Taking a break from Flashback Friday today to tell you a funny story about occasional stupidity. 😉 Note the two words below and their definitions (Hatch vs. Hatchet)
You’d think that being 36, a writer, and a very voracious reader that I would know the difference between hatch and hatchet. In fact, I do. If you ask me what a hatch is, I can tell you that it’s an opening—to a building or cabin of a boat or plane. And if you ask me what a hatchet is, I’ll tell you it’s an axe.
But somehow in my brain, I never got the connection in the idiom, “Down the hatch!” (The idiom, of course, referring to something (pills or food or whatnot) going down someone’s throat like the hatch of a plane.)

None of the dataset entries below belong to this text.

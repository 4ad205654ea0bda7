use thiserror::Error;

#[derive(Debug, Error)]
pub enum AuthError {
    #[error("not authenticated: missing bearer token")]
    NotAuthenticated,

    #[error("token expired")]
    TokenExpired,

    #[error("invalid token: {0}")]
    InvalidToken(String),

    #[error("forbidden: role '{role}' may not perform this action")]
    Forbidden { role: String },

    #[error("signing secret is not configured")]
    MissingSecret,

    #[error("{0}")]
    Other(String),
}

While giving our seizure kitty his three meds this A.M. (poor kitty takes 6 pills a day), I said, “Open wide,” and my husband pried open his mouth. Our kitty is really smart—he will stick his tongue on the roof of his mouth so that you can’t push pills down his throat. So when I say “pried open,” I mean it.

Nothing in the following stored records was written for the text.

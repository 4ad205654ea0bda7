//! Database migration runner.
//!
//! Embeds the SQL migration files at compile time and executes them on
//! database open. All statements use `IF NOT EXISTS` for idempotent re-running.

use crate::PfyDb;
use crate::error::DatabaseError;

/// Initial schema: 7 tables, 13 indexes.
const MIGRATION_001: &str = include_str!("../migrations/001_initial.sql");

impl PfyDb {
    /// Run all embedded migrations in sequence.
    pub(crate) async fn run_migrations(&self) -> Result<(), DatabaseError> {
        self.conn
            .execute_batch(MIGRATION_001)
            .await
            .map_err(|e| DatabaseError::Migration(format!("001_initial: {e}")))?;
        Ok(())
    }
}
//! ID prefix constants.
//!
//! Every entity id is `<prefix>-<8 hex chars>`, generated by the database
//! layer (`PfyDb::generate_id`).

pub const PREFIX_USER: &str = "usr";
pub const PREFIX_GROUP: &str = "grp";
pub const PREFIX_CATEGORY: &str = "cat";
pub const PREFIX_TASK: &str = "tsk";
pub const PREFIX_COMMENT: &str = "cmt";
pub const PREFIX_NOTIFICATION: &str = "ntf";

/// All prefixes, for exhaustive id-format tests.
pub const ALL_PREFIXES: &[&str] = &[
    PREFIX_USER,
    PREFIX_GROUP,
    PREFIX_CATEGORY,
    PREFIX_TASK,
    PREFIX_COMMENT,
    PREFIX_NOTIFICATION,
];
//! User repository. Accounts only; credentials live elsewhere.

use pfy_core::entities::User;
use pfy_core::enums::UserRole;
use pfy_core::ids::PREFIX_USER;
use pfy_core::views::UserSummary;

use crate::error::DatabaseError;
use crate::helpers::{
    format_datetime, get_bool, get_opt_string, now, opt_value, parse_datetime, parse_enum,
    unique_violation,
};
use crate::service::PfyService;

const SELECT_COLS: &str =
    "id, full_name, email, role, status, profile_image, created_at, updated_at";

fn row_to_user(row: &libsql::Row) -> Result<User, DatabaseError> {
    Ok(User {
        id: row.get(0)?,
        full_name: row.get(1)?,
        email: row.get(2)?,
        role: parse_enum(&row.get::<String>(3)?)?,
        status: get_bool(row, 4)?,
        profile_image: get_opt_string(row, 5)?,
        created_at: parse_datetime(&row.get::<String>(6)?)?,
        updated_at: parse_datetime(&row.get::<String>(7)?)?,
    })
}

impl PfyService {
    /// # Errors
    ///
    /// `Validation` on a blank name or malformed email, `Conflict` if the
    /// email is already registered.
    pub async fn create_user(
        &self,
        full_name: &str,
        email: &str,
        role: UserRole,
        profile_image: Option<&str>,
    ) -> Result<User, DatabaseError> {
        let full_name = full_name.trim();
        let email = email.trim();
        if full_name.is_empty() {
            return Err(DatabaseError::Validation("full name is required".into()));
        }
        if !email.contains('@') {
            return Err(DatabaseError::Validation(format!("invalid email '{email}'")));
        }

        let now = now();
        let ts = format_datetime(&now);
        let id = self.db().generate_id(PREFIX_USER).await?;

        self.db()
            .execute_with(
                &format!("INSERT INTO users ({SELECT_COLS}) VALUES (?1, ?2, ?3, ?4, 1, ?5, ?6, ?6)"),
                || {
                    libsql::params_from_iter(vec![
                        libsql::Value::from(id.clone()),
                        full_name.into(),
                        email.into(),
                        role.as_str().into(),
                        opt_value(profile_image),
                        ts.clone().into(),
                    ])
                },
            )
            .await
            .map_err(|e| unique_violation(e, "email"))?;

        Ok(User {
            id,
            full_name: full_name.to_string(),
            email: email.to_string(),
            role,
            status: true,
            profile_image: profile_image.map(String::from),
            created_at: now,
            updated_at: now,
        })
    }

    pub async fn get_user(&self, id: &str) -> Result<User, DatabaseError> {
        let mut rows = self
            .db()
            .query_with(&format!("SELECT {SELECT_COLS} FROM users WHERE id = ?1"), || [id])
            .await?;
        let row = rows.next().await?.ok_or(DatabaseError::NoResult)?;
        row_to_user(&row)
    }

    /// Public projection of a user: no role, status, or timestamps.
    pub async fn user_summary(&self, id: &str) -> Result<UserSummary, DatabaseError> {
        let user = self.get_user(id).await?;
        Ok(UserSummary {
            id: user.id,
            full_name: user.full_name,
            email: user.email,
            profile_image: user.profile_image,
        })
    }

    /// Whether a user row exists for `id`.
    pub async fn user_exists(&self, id: &str) -> Result<bool, DatabaseError> {
        let mut rows = self
            .db()
            .query_with("SELECT 1 FROM users WHERE id = ?1", || [id])
            .await?;
        Ok(rows.next().await?.is_some())
    }
}
//! Notification fan-out limits.

use std::time::Duration;

use serde::{Deserialize, Serialize};

const fn default_recipient_timeout_ms() -> u64 {
    5_000
}

#[derive(Debug, Clone, Deserialize, Serialize)]
pub struct DispatchConfig {
    /// Per-recipient bound on persisting and pushing one notification.
    #[serde(default = "default_recipient_timeout_ms")]
    pub recipient_timeout_ms: u64,
}

impl Default for DispatchConfig {
    fn default() -> Self {
        Self {
            recipient_timeout_ms: default_recipient_timeout_ms(),
        }
    }
}

impl DispatchConfig {
    pub const fn recipient_timeout(&self) -> Duration {
        Duration::from_millis(self.recipient_timeout_ms)
    }
}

I followed up the first part with my usual, “Down the hatchet!”
My husband looked at me and said, “It’s hatch. You know, as in a hatch or an opening?”
I literally facepalmed. I have no idea why I never made that leap. I think I’ve said hatchet my entire life. I’ve been offering my kitty an ax this whole time. *facepalm*
Even authors can get it wrong sometimes. So what word mix-ups have you made?